**Task**
Could you set down every record below exactly as it appears?

[Opening Materials provided section]

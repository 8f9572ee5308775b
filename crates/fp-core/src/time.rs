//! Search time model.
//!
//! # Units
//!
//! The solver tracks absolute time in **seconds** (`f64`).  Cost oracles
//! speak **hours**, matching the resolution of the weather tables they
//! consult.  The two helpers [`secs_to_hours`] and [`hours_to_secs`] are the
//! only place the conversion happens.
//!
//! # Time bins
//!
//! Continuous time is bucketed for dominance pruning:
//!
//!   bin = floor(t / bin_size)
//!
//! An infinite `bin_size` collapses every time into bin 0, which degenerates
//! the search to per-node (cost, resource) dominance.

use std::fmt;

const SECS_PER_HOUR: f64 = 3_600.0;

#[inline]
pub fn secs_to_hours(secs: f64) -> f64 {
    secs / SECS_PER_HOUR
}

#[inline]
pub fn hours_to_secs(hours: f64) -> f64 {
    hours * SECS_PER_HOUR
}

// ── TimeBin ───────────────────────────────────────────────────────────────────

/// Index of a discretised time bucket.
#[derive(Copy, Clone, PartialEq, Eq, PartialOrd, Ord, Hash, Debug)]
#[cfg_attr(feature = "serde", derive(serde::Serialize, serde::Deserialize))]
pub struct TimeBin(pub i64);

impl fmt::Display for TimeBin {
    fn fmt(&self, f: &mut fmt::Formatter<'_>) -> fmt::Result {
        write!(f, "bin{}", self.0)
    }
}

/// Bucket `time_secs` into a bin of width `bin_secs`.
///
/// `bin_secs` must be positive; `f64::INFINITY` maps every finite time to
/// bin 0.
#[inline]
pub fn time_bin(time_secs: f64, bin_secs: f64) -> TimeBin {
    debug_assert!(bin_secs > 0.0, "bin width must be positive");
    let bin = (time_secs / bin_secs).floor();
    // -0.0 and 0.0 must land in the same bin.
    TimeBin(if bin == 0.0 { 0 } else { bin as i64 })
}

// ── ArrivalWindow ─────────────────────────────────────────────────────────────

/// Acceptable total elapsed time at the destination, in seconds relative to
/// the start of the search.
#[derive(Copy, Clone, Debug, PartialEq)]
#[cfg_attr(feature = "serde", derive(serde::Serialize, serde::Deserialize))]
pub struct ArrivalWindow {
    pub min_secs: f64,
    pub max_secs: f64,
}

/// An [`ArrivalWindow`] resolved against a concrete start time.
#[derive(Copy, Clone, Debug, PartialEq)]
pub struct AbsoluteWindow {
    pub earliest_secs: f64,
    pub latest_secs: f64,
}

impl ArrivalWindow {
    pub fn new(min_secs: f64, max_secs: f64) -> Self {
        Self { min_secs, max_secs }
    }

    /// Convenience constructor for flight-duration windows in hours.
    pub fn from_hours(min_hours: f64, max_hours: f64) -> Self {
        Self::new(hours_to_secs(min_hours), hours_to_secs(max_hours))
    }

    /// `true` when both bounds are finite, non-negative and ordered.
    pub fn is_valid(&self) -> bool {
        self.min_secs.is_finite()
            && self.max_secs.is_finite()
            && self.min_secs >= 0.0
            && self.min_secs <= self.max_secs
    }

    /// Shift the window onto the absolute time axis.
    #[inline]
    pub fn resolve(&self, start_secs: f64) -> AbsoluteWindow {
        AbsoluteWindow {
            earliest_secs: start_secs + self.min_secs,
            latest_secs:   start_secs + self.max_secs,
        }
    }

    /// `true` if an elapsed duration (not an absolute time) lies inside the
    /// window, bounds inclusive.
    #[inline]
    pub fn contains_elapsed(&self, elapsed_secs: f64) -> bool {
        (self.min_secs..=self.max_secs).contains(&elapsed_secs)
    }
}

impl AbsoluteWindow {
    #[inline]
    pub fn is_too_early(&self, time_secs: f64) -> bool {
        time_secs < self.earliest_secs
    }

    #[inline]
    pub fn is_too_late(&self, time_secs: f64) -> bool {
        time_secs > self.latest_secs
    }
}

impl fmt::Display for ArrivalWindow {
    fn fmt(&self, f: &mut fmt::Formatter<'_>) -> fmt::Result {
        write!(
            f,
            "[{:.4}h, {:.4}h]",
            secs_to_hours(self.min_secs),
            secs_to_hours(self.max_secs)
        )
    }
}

[Closing Materials provided section]

**Completed task**
repository 8f9572ee5308775b
filename crates/fp-core/src/time.rs
//! Search time model.
//!
//! # Units
//!
//! The solver tracks absolute time in **seconds** (`f64`).  Cost oracles
//! speak **hours**, matching the resolution of the weather tables they
//! consult.  The two helpers [`secs_to_hours`] and [`hours_to_secs`] are the
//! only place the conversion happens.
//!
//! # Time bins
//!
//! Continuous time is bucketed for dominance pruning:
//!
//!   bin = floor(t / bin_size)
//!
//! An infinite `bin_size` collapses every time into bin 0, which degenerates
//! the search to per-node (cost, resource) dominance.

use std::fmt;

const SECS_PER_HOUR: f64 = 3_600.0;

#[inline]
pub fn secs_to_hours(secs: f64) -> f64 {
    secs / SECS_PER_HOUR
}

#[inline]
pub fn hours_to_secs(hours: f64) -> f64 {
    hours * SECS_PER_HOUR
}

// ── TimeBin ───────────────────────────────────────────────────────────────────

/// Index of a discretised time bucket.
#[derive(Copy, Clone, PartialEq, Eq, PartialOrd, Ord, Hash, Debug)]
#[cfg_attr(feature = "serde", derive(serde::Serialize, serde::Deserialize))]
pub struct TimeBin(pub i64);

impl fmt::Display for TimeBin {
    fn fmt(&self, f: &mut fmt::Formatter<'_>) -> fmt::Result {
        write!(f, "bin{}", self.0)
    }
}

/// Bucket `time_secs` into a bin of width `bin_secs`.
///
/// `bin_secs` must be positive; `f64::INFINITY` maps every finite time to
/// bin 0.
#[inline]
pub fn time_bin(time_secs: f64, bin_secs: f64) -> TimeBin {
    debug_assert!(bin_secs > 0.0, "bin width must be positive");
    let bin = (time_secs / bin_secs).floor();
    // -0.0 and 0.0 must land in the same bin.
    TimeBin(if bin == 0.0 { 0 } else { bin as i64 })
}

// ── ArrivalWindow ─────────────────────────────────────────────────────────────

/// Acceptable total elapsed time at the destination, in seconds relative to
/// the start of the search.
#[derive(Copy, Clone, Debug, PartialEq)]
#[cfg_attr(feature = "serde", derive(serde::Serialize, serde::Deserialize))]
pub struct ArrivalWindow {
    pub min_secs: f64,
    pub max_secs: f64,
}

/// An [`ArrivalWindow`] resolved against a concrete start time.
#[derive(Copy, Clone, Debug, PartialEq)]
pub struct AbsoluteWindow {
    pub earliest_secs: f64,
    pub latest_secs: f64,
}

impl ArrivalWindow {
    pub fn new(min_secs: f64, max_secs: f64) -> Self {
        Self { min_secs, max_secs }
    }

    /// Convenience constructor for flight-duration windows in hours.
    pub fn from_hours(min_hours: f64, max_hours: f64) -> Self {
        Self::new(hours_to_secs(min_hours), hours_to_secs(max_hours))
    }

    /// `true` when both bounds are finite, non-negative and ordered.
    pub fn is_valid(&self) -> bool {
        self.min_secs.is_finite()
            && self.max_secs.is_finite()
            && self.min_secs >= 0.0
            && self.min_secs <= self.max_secs
    }

    /// Shift the window onto the absolute time axis.
    #[inline]
    pub fn resolve(&self, start_secs: f64) -> AbsoluteWindow {
        AbsoluteWindow {
            earliest_secs: start_secs + self.min_secs,
            latest_secs:   start_secs + self.max_secs,
        }
    }

    /// `true` if an elapsed duration (not an absolute time) lies inside the
    /// window, bounds inclusive.
    #[inline]
    pub fn contains_elapsed(&self, elapsed_secs: f64) -> bool {
        (self.min_secs..=self.max_secs).contains(&elapsed_secs)
    }
}

impl AbsoluteWindow {
    #[inline]
    pub fn is_too_early(&self, time_secs: f64) -> bool {
        time_secs < self.earliest_secs
    }

    #[inline]
    pub fn is_too_late(&self, time_secs: f64) -> bool {
        time_secs > self.latest_secs
    }
}

impl fmt::Display for ArrivalWindow {
    fn fmt(&self, f: &mut fmt::Formatter<'_>) -> fmt::Result {
        write!(
            f,
            "[{:.4}h, {:.4}h]",
            secs_to_hours(self.min_secs),
            secs_to_hours(self.max_secs)
        )
    }
}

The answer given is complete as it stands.